##### Record extracts

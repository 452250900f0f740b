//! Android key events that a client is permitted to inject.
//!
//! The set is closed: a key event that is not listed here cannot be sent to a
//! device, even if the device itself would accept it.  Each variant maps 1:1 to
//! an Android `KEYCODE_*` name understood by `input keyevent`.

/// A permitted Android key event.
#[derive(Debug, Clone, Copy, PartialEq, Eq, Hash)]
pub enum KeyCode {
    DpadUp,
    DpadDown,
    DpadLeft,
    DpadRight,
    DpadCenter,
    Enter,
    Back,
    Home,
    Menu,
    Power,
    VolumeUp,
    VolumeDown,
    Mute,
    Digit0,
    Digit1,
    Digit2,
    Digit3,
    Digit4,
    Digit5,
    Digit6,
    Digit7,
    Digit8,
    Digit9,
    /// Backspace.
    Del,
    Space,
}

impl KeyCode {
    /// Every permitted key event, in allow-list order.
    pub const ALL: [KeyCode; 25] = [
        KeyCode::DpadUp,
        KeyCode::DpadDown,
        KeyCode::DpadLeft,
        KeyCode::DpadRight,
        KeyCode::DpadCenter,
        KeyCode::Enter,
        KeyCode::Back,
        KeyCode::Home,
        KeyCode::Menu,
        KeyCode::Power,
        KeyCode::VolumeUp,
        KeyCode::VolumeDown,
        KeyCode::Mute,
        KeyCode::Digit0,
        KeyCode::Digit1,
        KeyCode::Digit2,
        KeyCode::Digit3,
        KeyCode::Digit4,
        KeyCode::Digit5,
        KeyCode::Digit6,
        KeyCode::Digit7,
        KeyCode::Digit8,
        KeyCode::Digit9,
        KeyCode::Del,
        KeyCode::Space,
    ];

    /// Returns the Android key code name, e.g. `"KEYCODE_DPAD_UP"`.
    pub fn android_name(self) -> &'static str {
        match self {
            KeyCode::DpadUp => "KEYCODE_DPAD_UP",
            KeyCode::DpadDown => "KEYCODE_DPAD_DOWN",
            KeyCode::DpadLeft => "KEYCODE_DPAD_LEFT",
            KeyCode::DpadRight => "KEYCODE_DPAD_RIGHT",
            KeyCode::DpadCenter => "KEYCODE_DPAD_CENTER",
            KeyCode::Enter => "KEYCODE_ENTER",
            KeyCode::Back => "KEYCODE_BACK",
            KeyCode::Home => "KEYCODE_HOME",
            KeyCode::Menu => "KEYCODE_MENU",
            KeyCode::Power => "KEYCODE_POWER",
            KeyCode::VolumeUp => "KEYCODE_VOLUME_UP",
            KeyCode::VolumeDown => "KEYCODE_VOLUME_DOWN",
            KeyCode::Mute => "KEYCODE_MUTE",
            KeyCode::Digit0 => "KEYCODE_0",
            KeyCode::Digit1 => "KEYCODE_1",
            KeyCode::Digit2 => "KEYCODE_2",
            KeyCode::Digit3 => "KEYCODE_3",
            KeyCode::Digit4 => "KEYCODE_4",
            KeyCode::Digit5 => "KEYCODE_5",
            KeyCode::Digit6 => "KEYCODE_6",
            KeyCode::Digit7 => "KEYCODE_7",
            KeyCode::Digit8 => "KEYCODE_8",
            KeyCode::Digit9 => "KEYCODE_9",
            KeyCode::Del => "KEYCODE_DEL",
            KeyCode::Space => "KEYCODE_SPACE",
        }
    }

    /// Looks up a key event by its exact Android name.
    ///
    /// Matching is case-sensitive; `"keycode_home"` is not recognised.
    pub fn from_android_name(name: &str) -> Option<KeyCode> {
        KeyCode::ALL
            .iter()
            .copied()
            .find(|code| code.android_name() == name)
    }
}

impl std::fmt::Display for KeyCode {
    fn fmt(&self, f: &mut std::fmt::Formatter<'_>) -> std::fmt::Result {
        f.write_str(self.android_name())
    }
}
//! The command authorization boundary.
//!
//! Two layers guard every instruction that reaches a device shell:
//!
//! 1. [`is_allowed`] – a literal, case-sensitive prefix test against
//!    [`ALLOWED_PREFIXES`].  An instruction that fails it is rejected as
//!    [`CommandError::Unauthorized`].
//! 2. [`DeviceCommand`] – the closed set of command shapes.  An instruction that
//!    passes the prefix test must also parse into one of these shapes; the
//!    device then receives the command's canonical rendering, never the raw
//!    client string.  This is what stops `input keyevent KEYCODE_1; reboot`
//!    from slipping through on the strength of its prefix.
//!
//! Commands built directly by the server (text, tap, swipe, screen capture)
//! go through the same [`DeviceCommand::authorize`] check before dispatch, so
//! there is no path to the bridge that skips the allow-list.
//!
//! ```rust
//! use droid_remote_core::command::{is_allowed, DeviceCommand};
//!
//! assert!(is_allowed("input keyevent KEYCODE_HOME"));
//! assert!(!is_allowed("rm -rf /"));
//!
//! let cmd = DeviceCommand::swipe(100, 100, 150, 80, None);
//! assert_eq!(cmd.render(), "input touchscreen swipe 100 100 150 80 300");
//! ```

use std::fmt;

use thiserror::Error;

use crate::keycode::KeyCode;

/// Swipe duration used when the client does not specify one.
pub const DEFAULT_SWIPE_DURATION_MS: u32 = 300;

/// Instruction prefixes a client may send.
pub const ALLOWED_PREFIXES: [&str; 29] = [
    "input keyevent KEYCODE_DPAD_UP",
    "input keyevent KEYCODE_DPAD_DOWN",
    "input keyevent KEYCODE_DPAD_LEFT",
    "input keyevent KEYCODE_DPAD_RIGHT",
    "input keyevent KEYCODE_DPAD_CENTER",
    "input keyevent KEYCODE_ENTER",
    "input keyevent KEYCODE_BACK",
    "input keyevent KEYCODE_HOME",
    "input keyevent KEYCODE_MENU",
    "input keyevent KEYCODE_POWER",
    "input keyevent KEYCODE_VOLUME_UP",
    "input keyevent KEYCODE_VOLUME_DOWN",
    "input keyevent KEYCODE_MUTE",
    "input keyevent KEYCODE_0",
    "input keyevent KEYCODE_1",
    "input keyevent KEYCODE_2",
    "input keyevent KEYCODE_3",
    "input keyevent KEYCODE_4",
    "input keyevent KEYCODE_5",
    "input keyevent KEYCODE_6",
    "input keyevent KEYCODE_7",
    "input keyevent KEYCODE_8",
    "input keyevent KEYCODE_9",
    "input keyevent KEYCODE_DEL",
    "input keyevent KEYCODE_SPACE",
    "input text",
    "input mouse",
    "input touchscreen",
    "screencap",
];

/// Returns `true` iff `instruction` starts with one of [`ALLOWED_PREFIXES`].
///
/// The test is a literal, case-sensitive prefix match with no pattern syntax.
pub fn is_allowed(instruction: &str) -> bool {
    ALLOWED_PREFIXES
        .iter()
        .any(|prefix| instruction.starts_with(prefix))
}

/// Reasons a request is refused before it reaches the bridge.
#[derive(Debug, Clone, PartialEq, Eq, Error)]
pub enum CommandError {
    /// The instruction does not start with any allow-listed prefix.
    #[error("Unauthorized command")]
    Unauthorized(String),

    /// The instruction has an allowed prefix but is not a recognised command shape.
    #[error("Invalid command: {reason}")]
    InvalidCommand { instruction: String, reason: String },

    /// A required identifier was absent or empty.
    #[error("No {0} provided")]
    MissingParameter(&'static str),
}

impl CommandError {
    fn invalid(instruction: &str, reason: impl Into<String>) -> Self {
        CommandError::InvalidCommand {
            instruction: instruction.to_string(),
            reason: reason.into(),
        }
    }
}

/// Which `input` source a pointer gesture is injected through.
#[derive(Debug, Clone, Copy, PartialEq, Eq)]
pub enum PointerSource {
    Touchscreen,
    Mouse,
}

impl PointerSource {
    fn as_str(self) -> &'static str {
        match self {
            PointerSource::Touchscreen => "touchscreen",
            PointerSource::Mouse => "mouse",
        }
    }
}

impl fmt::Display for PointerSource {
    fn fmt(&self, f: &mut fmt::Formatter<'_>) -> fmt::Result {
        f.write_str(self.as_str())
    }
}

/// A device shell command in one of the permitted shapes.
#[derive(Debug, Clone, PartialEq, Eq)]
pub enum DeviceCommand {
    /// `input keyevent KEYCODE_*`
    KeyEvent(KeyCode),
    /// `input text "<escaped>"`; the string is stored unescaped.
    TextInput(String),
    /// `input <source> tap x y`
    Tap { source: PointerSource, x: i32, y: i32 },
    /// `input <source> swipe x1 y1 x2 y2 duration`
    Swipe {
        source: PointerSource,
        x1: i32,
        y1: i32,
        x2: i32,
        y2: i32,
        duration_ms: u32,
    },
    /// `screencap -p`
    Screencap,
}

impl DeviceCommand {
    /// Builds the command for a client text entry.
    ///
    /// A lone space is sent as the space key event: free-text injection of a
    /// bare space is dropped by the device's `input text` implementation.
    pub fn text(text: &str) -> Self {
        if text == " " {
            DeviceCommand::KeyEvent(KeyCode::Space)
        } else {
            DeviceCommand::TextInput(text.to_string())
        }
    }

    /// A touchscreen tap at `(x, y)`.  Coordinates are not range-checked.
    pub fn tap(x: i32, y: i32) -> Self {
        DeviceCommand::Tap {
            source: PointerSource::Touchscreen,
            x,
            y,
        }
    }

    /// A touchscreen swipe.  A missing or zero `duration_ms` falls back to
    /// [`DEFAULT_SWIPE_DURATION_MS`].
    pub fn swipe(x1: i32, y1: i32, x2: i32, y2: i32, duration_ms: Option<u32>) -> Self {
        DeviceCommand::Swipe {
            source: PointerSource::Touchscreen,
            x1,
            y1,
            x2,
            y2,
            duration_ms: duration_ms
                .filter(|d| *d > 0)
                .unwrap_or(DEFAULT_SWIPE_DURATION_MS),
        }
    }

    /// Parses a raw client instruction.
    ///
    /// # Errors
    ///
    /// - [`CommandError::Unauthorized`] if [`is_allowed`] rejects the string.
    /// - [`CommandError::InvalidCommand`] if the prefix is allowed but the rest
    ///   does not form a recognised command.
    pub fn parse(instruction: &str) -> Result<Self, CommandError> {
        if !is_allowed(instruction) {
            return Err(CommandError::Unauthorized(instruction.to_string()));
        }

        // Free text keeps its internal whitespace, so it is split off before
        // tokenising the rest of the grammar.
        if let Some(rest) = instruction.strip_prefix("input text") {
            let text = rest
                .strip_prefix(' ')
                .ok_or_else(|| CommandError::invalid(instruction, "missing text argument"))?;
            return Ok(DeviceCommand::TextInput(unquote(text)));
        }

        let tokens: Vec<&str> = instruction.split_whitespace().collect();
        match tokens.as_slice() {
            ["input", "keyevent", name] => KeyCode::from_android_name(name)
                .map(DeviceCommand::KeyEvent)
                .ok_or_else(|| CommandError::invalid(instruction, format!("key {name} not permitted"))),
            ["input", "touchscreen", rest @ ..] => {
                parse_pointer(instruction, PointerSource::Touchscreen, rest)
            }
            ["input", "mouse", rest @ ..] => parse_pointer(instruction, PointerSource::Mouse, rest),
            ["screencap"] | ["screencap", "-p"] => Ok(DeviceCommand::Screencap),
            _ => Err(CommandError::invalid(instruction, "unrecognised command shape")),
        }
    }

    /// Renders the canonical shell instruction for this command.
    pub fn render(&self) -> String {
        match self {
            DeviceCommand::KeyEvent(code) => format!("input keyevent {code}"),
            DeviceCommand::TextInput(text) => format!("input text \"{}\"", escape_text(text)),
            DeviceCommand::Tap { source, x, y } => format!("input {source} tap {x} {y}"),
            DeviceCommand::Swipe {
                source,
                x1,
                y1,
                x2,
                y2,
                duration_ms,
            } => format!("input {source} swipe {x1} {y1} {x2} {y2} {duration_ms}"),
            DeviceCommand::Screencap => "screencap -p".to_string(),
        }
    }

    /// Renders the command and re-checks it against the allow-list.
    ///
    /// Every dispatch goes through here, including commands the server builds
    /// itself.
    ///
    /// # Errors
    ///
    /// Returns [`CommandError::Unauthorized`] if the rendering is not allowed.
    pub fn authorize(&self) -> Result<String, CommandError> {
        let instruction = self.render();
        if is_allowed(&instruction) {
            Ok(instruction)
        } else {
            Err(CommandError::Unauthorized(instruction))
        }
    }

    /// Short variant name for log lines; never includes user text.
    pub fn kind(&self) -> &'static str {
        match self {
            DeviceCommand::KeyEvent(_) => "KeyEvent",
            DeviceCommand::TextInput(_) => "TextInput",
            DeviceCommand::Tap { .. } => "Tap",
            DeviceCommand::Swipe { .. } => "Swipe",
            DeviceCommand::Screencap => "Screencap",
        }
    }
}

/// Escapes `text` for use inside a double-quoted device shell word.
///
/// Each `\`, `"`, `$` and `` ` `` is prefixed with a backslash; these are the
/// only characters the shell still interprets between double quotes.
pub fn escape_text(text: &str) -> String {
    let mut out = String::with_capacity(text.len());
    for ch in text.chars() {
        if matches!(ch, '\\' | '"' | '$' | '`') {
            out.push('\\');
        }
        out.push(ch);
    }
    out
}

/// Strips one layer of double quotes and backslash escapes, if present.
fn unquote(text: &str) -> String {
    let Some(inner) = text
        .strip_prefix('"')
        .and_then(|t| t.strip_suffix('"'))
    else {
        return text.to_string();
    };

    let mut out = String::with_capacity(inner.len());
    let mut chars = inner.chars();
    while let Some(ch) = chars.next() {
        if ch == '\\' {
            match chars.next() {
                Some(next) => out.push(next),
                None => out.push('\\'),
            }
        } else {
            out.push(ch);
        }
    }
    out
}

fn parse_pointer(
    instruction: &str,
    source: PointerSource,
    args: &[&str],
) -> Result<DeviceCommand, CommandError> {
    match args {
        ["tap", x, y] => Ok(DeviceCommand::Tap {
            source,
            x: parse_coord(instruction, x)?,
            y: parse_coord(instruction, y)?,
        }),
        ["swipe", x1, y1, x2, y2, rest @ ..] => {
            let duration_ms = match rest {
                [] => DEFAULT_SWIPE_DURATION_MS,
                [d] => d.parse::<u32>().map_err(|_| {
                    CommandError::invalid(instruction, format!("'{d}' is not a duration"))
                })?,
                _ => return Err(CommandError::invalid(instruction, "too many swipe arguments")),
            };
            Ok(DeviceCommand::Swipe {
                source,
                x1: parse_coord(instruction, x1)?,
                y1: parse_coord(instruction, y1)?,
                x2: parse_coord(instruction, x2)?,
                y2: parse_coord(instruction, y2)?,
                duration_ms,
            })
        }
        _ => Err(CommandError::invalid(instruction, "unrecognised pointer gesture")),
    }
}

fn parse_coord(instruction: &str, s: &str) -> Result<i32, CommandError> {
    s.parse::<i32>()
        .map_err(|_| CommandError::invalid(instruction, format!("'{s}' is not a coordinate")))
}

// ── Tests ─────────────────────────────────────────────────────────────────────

##########
##### Record extracts

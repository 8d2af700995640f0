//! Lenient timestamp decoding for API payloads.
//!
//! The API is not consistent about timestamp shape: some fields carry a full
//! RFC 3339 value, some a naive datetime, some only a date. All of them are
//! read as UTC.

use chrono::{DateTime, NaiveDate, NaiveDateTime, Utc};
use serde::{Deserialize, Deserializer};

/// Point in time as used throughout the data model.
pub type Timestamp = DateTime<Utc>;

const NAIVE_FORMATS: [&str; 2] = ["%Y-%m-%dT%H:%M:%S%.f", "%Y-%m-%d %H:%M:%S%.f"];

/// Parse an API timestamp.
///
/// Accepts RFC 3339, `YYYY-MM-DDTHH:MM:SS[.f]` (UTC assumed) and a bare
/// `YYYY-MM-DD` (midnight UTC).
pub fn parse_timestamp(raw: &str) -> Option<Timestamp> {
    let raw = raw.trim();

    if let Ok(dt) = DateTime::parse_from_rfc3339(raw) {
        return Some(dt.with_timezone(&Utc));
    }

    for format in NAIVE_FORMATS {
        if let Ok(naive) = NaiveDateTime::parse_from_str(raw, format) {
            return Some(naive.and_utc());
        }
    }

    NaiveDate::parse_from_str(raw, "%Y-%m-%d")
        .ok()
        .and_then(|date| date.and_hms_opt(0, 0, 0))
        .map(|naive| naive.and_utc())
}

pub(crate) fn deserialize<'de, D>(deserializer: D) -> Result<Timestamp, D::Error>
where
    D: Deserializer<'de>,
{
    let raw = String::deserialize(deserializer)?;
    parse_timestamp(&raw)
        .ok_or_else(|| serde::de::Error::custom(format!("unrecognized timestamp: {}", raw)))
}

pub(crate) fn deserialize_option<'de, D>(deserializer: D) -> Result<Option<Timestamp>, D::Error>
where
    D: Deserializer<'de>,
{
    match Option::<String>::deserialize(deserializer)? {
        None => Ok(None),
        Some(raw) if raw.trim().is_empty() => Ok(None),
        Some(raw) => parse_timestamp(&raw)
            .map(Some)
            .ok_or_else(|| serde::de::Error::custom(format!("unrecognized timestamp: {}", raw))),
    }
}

##########
##### Record extracts

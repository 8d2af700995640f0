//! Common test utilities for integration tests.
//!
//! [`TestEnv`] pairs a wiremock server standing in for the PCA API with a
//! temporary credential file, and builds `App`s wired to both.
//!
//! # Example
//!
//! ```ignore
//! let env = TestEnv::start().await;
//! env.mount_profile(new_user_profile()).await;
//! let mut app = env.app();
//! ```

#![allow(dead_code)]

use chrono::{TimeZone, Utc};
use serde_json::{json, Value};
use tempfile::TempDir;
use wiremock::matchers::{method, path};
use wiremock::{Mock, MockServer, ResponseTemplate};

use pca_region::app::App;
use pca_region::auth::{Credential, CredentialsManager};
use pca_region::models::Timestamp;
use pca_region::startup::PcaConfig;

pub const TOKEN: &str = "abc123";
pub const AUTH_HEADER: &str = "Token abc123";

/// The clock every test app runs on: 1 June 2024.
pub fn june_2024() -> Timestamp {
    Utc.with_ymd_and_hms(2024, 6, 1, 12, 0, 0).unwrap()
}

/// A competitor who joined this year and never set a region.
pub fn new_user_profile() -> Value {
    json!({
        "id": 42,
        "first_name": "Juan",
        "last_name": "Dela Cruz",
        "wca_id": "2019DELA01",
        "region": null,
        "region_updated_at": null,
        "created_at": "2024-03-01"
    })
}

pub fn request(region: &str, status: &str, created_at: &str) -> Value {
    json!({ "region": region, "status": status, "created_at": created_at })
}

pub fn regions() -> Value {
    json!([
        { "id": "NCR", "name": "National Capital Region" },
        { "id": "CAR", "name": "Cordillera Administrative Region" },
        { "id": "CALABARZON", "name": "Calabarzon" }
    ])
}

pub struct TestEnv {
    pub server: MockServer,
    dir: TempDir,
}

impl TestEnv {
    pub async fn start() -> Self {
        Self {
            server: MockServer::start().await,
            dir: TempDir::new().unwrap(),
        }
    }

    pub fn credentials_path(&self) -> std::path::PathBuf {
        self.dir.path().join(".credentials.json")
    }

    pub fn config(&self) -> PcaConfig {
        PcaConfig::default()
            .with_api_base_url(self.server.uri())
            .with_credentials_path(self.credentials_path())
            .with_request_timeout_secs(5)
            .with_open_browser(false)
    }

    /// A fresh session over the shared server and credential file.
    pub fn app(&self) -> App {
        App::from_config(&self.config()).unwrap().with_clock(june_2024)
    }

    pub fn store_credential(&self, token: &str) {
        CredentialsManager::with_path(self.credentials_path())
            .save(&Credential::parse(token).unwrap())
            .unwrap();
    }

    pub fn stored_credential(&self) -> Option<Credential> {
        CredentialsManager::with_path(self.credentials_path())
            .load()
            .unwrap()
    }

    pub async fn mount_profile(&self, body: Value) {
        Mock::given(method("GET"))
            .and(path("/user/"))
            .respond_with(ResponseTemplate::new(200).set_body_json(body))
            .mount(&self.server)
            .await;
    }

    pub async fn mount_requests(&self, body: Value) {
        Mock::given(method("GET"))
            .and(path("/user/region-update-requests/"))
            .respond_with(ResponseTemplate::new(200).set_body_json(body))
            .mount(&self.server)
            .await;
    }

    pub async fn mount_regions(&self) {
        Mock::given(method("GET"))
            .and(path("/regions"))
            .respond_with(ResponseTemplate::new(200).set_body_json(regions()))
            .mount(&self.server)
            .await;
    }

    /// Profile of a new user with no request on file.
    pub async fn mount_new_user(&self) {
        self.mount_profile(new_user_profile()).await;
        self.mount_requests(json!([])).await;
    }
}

##########

### Exercise brief
Search the listing for "closed" and copy each line holding it.

### Written response
//! The set is closed: a key event that is not listed here cannot be sent to a
//! 2. [`DeviceCommand`] – the closed set of command shapes.  An instruction that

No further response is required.